• ACTION ITEM:
The answer must be a single number: the count of lines in the data below that hold the word "rows".

Collected data entries:
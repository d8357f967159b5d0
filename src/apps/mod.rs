//! App registry.
//!
//! Client applications are looked up by id (and by secret for downstream
//! verification). The account and admin consoles are served by the login service
//! itself, so their rows are seeded from configuration at startup and never read
//! from the database; they stay available even when the `apps` table is empty.

use anyhow::{Context, Result};
use serde::{Deserialize, Serialize};
use sqlx::{PgPool, Row};
use std::{future::Future, pin::Pin};
use tracing::Instrument;

/// Console served by the login service itself.
#[derive(Clone, Copy, Debug, PartialEq, Eq, Serialize, Deserialize)]
#[serde(rename_all = "snake_case")]
pub enum Console {
    Account,
    Admin,
}

#[derive(Clone, Debug, PartialEq, Eq, Serialize, Deserialize)]
pub struct App {
    pub app_id: String,
    pub secret: String,
    pub name: String,
    /// Native/desktop apps receive their code here and need one-time consent.
    #[serde(default)]
    pub login_callback: Option<String>,
    /// Groups an identity must hold to be handed to this app.
    #[serde(default)]
    pub groups: Vec<String>,
    #[serde(default)]
    pub oidc: bool,
    #[serde(default)]
    pub profile_required: bool,
    #[serde(default)]
    pub console: Option<Console>,
}

impl App {
    #[must_use]
    pub fn console(app_id: String, secret: String, name: String, console: Console) -> Self {
        Self {
            app_id,
            secret,
            name,
            login_callback: None,
            groups: Vec::new(),
            oidc: false,
            profile_required: false,
            console: Some(console),
        }
    }

    #[must_use]
    pub fn requires_confirmation(&self) -> bool {
        self.login_callback.is_some()
    }

    /// Required groups absent from `groups`.
    #[must_use]
    pub fn missing_groups<'a>(&'a self, groups: &[String]) -> Vec<&'a str> {
        self.groups
            .iter()
            .filter(|required| !groups.contains(*required))
            .map(String::as_str)
            .collect()
    }
}

pub type AppFuture<'a> = Pin<Box<dyn Future<Output = Result<Option<App>>> + Send + 'a>>;

pub trait AppRegistry: Send + Sync {
    /// Resolve an app id. An absent or empty id resolves to the account console.
    fn lookup<'a>(&'a self, app_id: Option<&'a str>) -> AppFuture<'a>;

    /// Resolve an app by its shared secret.
    fn lookup_by_secret<'a>(&'a self, secret: &'a str) -> AppFuture<'a>;
}

/// The immutable console rows.
#[derive(Clone, Debug)]
pub struct BuiltinApps {
    account: App,
    admin: Option<App>,
}

impl BuiltinApps {
    #[must_use]
    pub fn new(account: App, admin: Option<App>) -> Self {
        Self { account, admin }
    }

    #[must_use]
    pub fn account(&self) -> &App {
        &self.account
    }

    #[must_use]
    pub fn get(&self, app_id: Option<&str>) -> Option<&App> {
        match app_id.map(str::trim) {
            None | Some("") => Some(&self.account),
            Some(id) => self.iter().find(|app| app.app_id == id),
        }
    }

    #[must_use]
    pub fn by_secret(&self, secret: &str) -> Option<&App> {
        if secret.is_empty() {
            return None;
        }
        self.iter().find(|app| app.secret == secret)
    }

    fn iter(&self) -> impl Iterator<Item = &App> {
        std::iter::once(&self.account).chain(self.admin.iter())
    }
}

impl AppRegistry for BuiltinApps {
    fn lookup<'a>(&'a self, app_id: Option<&'a str>) -> AppFuture<'a> {
        Box::pin(async move { Ok(self.get(app_id).cloned()) })
    }

    fn lookup_by_secret<'a>(&'a self, secret: &'a str) -> AppFuture<'a> {
        Box::pin(async move { Ok(self.by_secret(secret).cloned()) })
    }
}

const SELECT_APP_BY_ID: &str = r"
    SELECT app_id, secret, name, login_callback, groups, oidc, profile_required
    FROM apps
    WHERE app_id = $1
";

const SELECT_APP_BY_SECRET: &str = r"
    SELECT app_id, secret, name, login_callback, groups, oidc, profile_required
    FROM apps
    WHERE secret = $1
";

/// Registry backed by the `apps` table, consulted after the console rows.
#[derive(Clone, Debug)]
pub struct PgAppRegistry {
    pool: PgPool,
    builtins: BuiltinApps,
}

impl PgAppRegistry {
    #[must_use]
    pub fn new(pool: PgPool, builtins: BuiltinApps) -> Self {
        Self { pool, builtins }
    }

    async fn fetch(&self, query: &'static str, value: &str) -> Result<Option<App>> {
        let span = tracing::info_span!(
            "db.query",
            db.system = "postgresql",
            db.operation = "SELECT",
            db.statement = query
        );
        let row = sqlx::query(query)
            .bind(value)
            .fetch_optional(&self.pool)
            .instrument(span)
            .await
            .context("failed to lookup app")?;

        Ok(row.map(|row| App {
            app_id: row.get("app_id"),
            secret: row.get("secret"),
            name: row.get("name"),
            login_callback: row.get("login_callback"),
            groups: row.get("groups"),
            oidc: row.get("oidc"),
            profile_required: row.get("profile_required"),
            console: None,
        }))
    }
}

impl AppRegistry for PgAppRegistry {
    fn lookup<'a>(&'a self, app_id: Option<&'a str>) -> AppFuture<'a> {
        Box::pin(async move {
            if let Some(app) = self.builtins.get(app_id) {
                return Ok(Some(app.clone()));
            }
            match app_id {
                Some(id) => self.fetch(SELECT_APP_BY_ID, id.trim()).await,
                None => Ok(None),
            }
        })
    }

    fn lookup_by_secret<'a>(&'a self, secret: &'a str) -> AppFuture<'a> {
        Box::pin(async move {
            if secret.is_empty() {
                return Ok(None);
            }
            if let Some(app) = self.builtins.by_secret(secret) {
                return Ok(Some(app.clone()));
            }
            self.fetch(SELECT_APP_BY_SECRET, secret).await
        })
    }
}
use crate::GIT_COMMIT_HASH;
use axum::{
    body::Body,
    extract::Extension,
    http::{HeaderMap, HeaderValue, Method, StatusCode},
    response::{IntoResponse, Json},
};
use serde::{Deserialize, Serialize};
use sqlx::{Connection, PgPool};
use tracing::{debug, error, info_span, Instrument};
use utoipa::ToSchema;

#[derive(ToSchema, Serialize, Deserialize, Debug)]
pub struct Health {
    commit: String,
    name: String,
    version: String,
    database: String,
}

#[utoipa::path(
    get,
    path= "/health",
    responses (
        (status = 200, description = "Database is healthy", body = [Health]),
        (status = 503, description = "Database is unhealthy", body = [Health])
    ),
    tag= "health"
)]
// axum handler for health
pub async fn health(method: Method, pool: Extension<PgPool>) -> impl IntoResponse {
    let acquire_span = info_span!(
        "db.acquire",
        db.system = "postgresql",
        db.operation = "ACQUIRE"
    );
    let result = match pool.0.acquire().instrument(acquire_span).await {
        Ok(mut conn) => {
            let ping_span = info_span!("db.ping", db.system = "postgresql", db.operation = "PING");
            match conn.ping().instrument(ping_span).await {
                Ok(()) => Ok(()),
                Err(error) => {
                    error!("Failed to ping database: {}", error);

                    Err(StatusCode::SERVICE_UNAVAILABLE)
                }
            }
        }

        Err(error) => {
            error!("Failed to acquire database connection: {}", error);

            Err(StatusCode::SERVICE_UNAVAILABLE)
        }
    };

    let health = Health {
        commit: GIT_COMMIT_HASH.to_string(),
        name: env!("CARGO_PKG_NAME").to_string(),
        version: env!("CARGO_PKG_VERSION").to_string(),
        database: if result.is_ok() {
            "ok".to_string()
        } else {
            "error".to_string()
        },
    };

    let body = if method == Method::GET {
        Json(&health).into_response()
    } else {
        Body::empty().into_response()
    };

    let headers = x_app_header(&health);

    if result.is_ok() {
        debug!("Database connection is healthy");
        (StatusCode::OK, headers, body)
    } else {
        debug!("Database connection is unhealthy");
        (StatusCode::SERVICE_UNAVAILABLE, headers, body)
    }
}

/// `name:version:short-commit`; empty headers if the value is not a valid header.
fn x_app_header(health: &Health) -> HeaderMap {
    let short_hash = health.commit.get(0..7).unwrap_or("");
    let mut headers = HeaderMap::new();
    match format!("{}:{}:{}", health.name, health.version, short_hash).parse::<HeaderValue>() {
        Ok(value) => {
            debug!("X-App header: {:?}", value);
            headers.insert("X-App", value);
        }
        Err(err) => error!("Failed to parse X-App header: {}", err),
    }
    headers
}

• TASK ANSWER:
3